For thou hast said, My doctrine is pure, and I am clean in thy eyes.
5 Maar gewisselijk, och, of God sprak, en Zijn lippen tegen u opende;
But O that God would speak, and open his lips against thee;
6 En u bekend maakte de verborgenheden der wijsheid, omdat zij dubbel zijn in wezen! Daarom weet, dat God voor u vergeet van uw ongerechtigheid.
And that he would show thee the secrets of wisdom, that they are double to that which is! Know therefore that God exacteth of thee less than thy iniquity deserveth.
7 Zult gij de onderzoeking Gods vinden? Zult gij tot de volmaaktheid toe den Almachtige vinden?
Canst thou by searching find out God? canst thou find out the Almighty to perfection?
8 Zij is als de hoogten der hemelen, wat kunt gij doen?

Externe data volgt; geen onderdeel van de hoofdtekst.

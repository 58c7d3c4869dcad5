//! The tempcache service: requests in, exactly one response out

use crate::error::{Result, TempcacheError};
use crate::handlers::{handle, ByteStream, Request, Response};
use crate::mailbox::{Mailbox, QueueItem};
use crate::store::Store;
use crate::sweeper::Sweeper;
use crate::telemetry::{Telemetry, TelemetryEvent};
use crate::types::{QueueSnapshot, TempcacheConfig};
use std::path::PathBuf;
use std::sync::atomic::{AtomicU64, Ordering};
use std::sync::{Arc, Mutex};
use std::time::Duration;
use tokio::sync::{broadcast, oneshot};
use tokio::task::JoinHandle;
use tracing::{debug, info};

/// Return address for a single request
pub type Reply = oneshot::Sender<Result<Response>>;

pub struct TempcacheService {
    store: Arc<Store>,
    mailbox: Mailbox,
    telemetry: Telemetry,
    sweeper: Sweeper,
    config: TempcacheConfig,
    next_request_id: AtomicU64,
    /// Sweeper and telemetry timers, aborted on shutdown
    timers: Mutex<Vec<JoinHandle<()>>>,
}

impl TempcacheService {
    /// Initialize the store (wiping the root) and start the sweeper and
    /// telemetry timers
    pub async fn start(config: TempcacheConfig) -> Result<Self> {
        let service = Self::new(config).await?;
        service.spawn_timers();
        Ok(service)
    }

    /// Initialize the store without starting any timers. Sweeps then only
    /// happen through [`TempcacheService::sweep_now`].
    pub async fn new(config: TempcacheConfig) -> Result<Self> {
        if config.tick_interval.is_zero() {
            return Err(TempcacheError::InvalidConfig(
                "tick_interval must be non-zero".to_string(),
            ));
        }
        if config.telemetry_interval.is_zero() {
            return Err(TempcacheError::InvalidConfig(
                "telemetry_interval must be non-zero".to_string(),
            ));
        }

        let store = Arc::new(Store::new(config.root_dir.clone(), config.bump_strength));
        store.init().await?;

        let telemetry = Telemetry::new();
        let mailbox = Mailbox::new(config.max_outstanding, telemetry.clone());
        let sweeper = Sweeper::new(store.clone(), config.tick_interval);

        Ok(Self {
            store,
            mailbox,
            telemetry,
            sweeper,
            config,
            next_request_id: AtomicU64::new(0),
            timers: Mutex::new(Vec::new()),
        })
    }

    fn spawn_timers(&self) {
        let sweeper = self.sweeper.clone().spawn();

        let mailbox = self.mailbox.clone();
        let snapshots = self
            .telemetry
            .spawn_snapshots(self.config.telemetry_interval, move || mailbox.snapshot());

        self.lock_timers().extend([sweeper, snapshots]);
        info!(
            root = ?self.store.root(),
            tick_ms = self.config.tick_interval.as_millis() as u64,
            max_outstanding = self.mailbox.max_outstanding(),
            "Tempcache service started"
        );
    }

    fn lock_timers(&self) -> std::sync::MutexGuard<'_, Vec<JoinHandle<()>>> {
        self.timers
            .lock()
            .unwrap_or_else(|poisoned| poisoned.into_inner())
    }

    /// Queue `request`; its response (value or error) is sent to `reply`
    /// exactly once. Returns the request id used in telemetry.
    pub fn submit(&self, request: Request, reply: Reply) -> u64 {
        let request_id = self.next_request_id.fetch_add(1, Ordering::Relaxed);
        let operation = request.operation();
        let params = request.params();

        let store = self.store.clone();
        let default_life = self.config.default_initial_life;
        let action = async move {
            let result = handle(&store, request, default_life).await;
            let outcome = result.as_ref().map(|_| ()).map_err(|e| e.to_string());
            if reply.send(result).is_err() {
                debug!(request_id, "Caller dropped before the response was sent");
            }
            outcome
        };

        self.mailbox
            .enqueue(QueueItem::new(request_id, operation, params, action));
        request_id
    }

    /// Submit `request` and wait for its response
    pub async fn call(&self, request: Request) -> Result<Response> {
        let (reply, response) = oneshot::channel();
        let request_id = self.submit(request, reply);
        // The reply is only dropped unsent if the handler panicked
        response.await.unwrap_or_else(|_| {
            Err(TempcacheError::Unexpected(format!(
                "request {} ended without a response",
                request_id
            )))
        })
    }

    pub async fn get_file(&self, key: &str) -> Result<Vec<u8>> {
        match self.call(Request::GetFile { key: key.to_string() }).await? {
            Response::Bytes(data) => Ok(data),
            other => Err(mismatched(other)),
        }
    }

    pub async fn get_file_path(&self, key: &str) -> Result<PathBuf> {
        match self
            .call(Request::GetFilePath { key: key.to_string() })
            .await?
        {
            Response::Path(path) => Ok(path),
            other => Err(mismatched(other)),
        }
    }

    pub async fn get_stream(&self, key: &str) -> Result<tokio::fs::File> {
        match self.call(Request::GetStream { key: key.to_string() }).await? {
            Response::Stream(file) => Ok(file),
            other => Err(mismatched(other)),
        }
    }

    pub async fn bump_object(&self, key: &str) -> Result<()> {
        self.call(Request::BumpObject { key: key.to_string() })
            .await
            .map(|_| ())
    }

    pub async fn put_object_by_file(
        &self,
        key: &str,
        src_path: impl Into<PathBuf>,
        initial_life: Option<Duration>,
    ) -> Result<()> {
        self.call(Request::PutObjectByFile {
            key: key.to_string(),
            src_path: src_path.into(),
            initial_life,
        })
        .await
        .map(|_| ())
    }

    pub async fn put_object_by_stream(
        &self,
        key: &str,
        source: ByteStream,
        initial_life: Option<Duration>,
    ) -> Result<()> {
        self.call(Request::PutObjectByStream {
            key: key.to_string(),
            source,
            initial_life,
        })
        .await
        .map(|_| ())
    }

    /// Run one decay pass now, independent of the timer
    pub async fn sweep_now(&self) -> Vec<String> {
        self.sweeper.sweep_once().await
    }

    pub fn store(&self) -> &Arc<Store> {
        &self.store
    }

    pub fn config(&self) -> &TempcacheConfig {
        &self.config
    }

    pub fn queue_snapshot(&self) -> QueueSnapshot {
        self.mailbox.snapshot()
    }

    pub fn subscribe(&self) -> broadcast::Receiver<TelemetryEvent> {
        self.telemetry.subscribe()
    }

    /// Stop the sweeper and telemetry timers. In-flight and queued
    /// requests still run to completion. Safe to call more than once.
    pub fn shutdown(&self) {
        let timers: Vec<_> = self.lock_timers().drain(..).collect();
        if timers.is_empty() {
            return;
        }
        for timer in timers {
            timer.abort();
        }
        info!("Tempcache service shut down");
    }
}

impl Drop for TempcacheService {
    fn drop(&mut self) {
        self.shutdown();
    }
}

fn mismatched(response: Response) -> TempcacheError {
    TempcacheError::Unexpected(format!("mismatched response: {:?}", response))
}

Dieper dan de hel, wat kunt gij weten? (Sheol )
It is as high as heaven; what canst thou do? deeper than hell; what canst thou know? (Sheol )
9 Langer dan de aarde is haar maat, en breder dan de zee.
The measure of it is longer than the earth, and broader than the sea.
10 Indien Hij voorbijgaat, opdat Hij overlevere of vergadere, wie zal dan Hem afkeren?
If he shall cut off, and shut up, or gather together, then who can hinder him?
11 Want Hij kent de ijdele lieden en Hij ziet de ondeugd; zou Hij dan niet aanmerken?
For he knoweth vain men: he seeth wickedness also; will he not then consider it?
12 Dan zal een verstandeloos man kloekzinnig worden; hoewel de mens als het veulen eens woudezels geboren is.
For vain man would be wise, though man is born like a wild donkey’s colt.
13 Indien gij uw hart bereid hebt, zo breid uw handen tot Hem uit.
If thou preparest thy heart, and stretchest out thy hands toward him;
14 Indien er ondeugd in uw hand is, doe die verre weg; en laat het onrecht in uw tenten niet wonen.
If iniquity is in thy hand, put it far away, and let not wickedness dwell in thy tents.
15 Want dan zult gij uw aangezicht opheffen uit de gebreken, en zult vast wezen, en niet vrezen.
For then shalt thou lift up thy face without spot; yea, thou shalt be steadfast, and shalt not fear:
16 Want gij zult de moeite vergeten, en harer gedenken als der wateren, die voorbijgegaan zijn.
Because thou shalt forget thy misery, and remember it as waters that pass away:
17 Ja, uw tijd zal klaarder dan de middag oprijzen; gij zult uitvliegen, als de morgenstond zult gij zijn.
And thy age shall be clearer than the noonday; thou shalt shine forth, thou shalt be as the morning.
18 En gij zult vertrouwen, omdat er verwachting zal zijn; en gij zult graven, gerustelijk zult gij slapen;
And thou shalt be secure, because there is hope; yea, thou shalt dig about thee, and thou shalt take thy rest in safety.
19 En gij zult nederliggen, en niemand zal u verschrikken; en velen zullen uw aangezicht smeken.
Also thou shalt lie down, and none shall make thee afraid; yea, many shall make suit to thee.
20 Maar de ogen der goddelozen zullen bezwijken, en de toevlucht zal van hen vergaan; en hun verwachting zal zijn de uitblazing der ziel.
But the eyes of the wicked shall fail, and they shall not escape, and their hope shall be as the giving up of the ghost.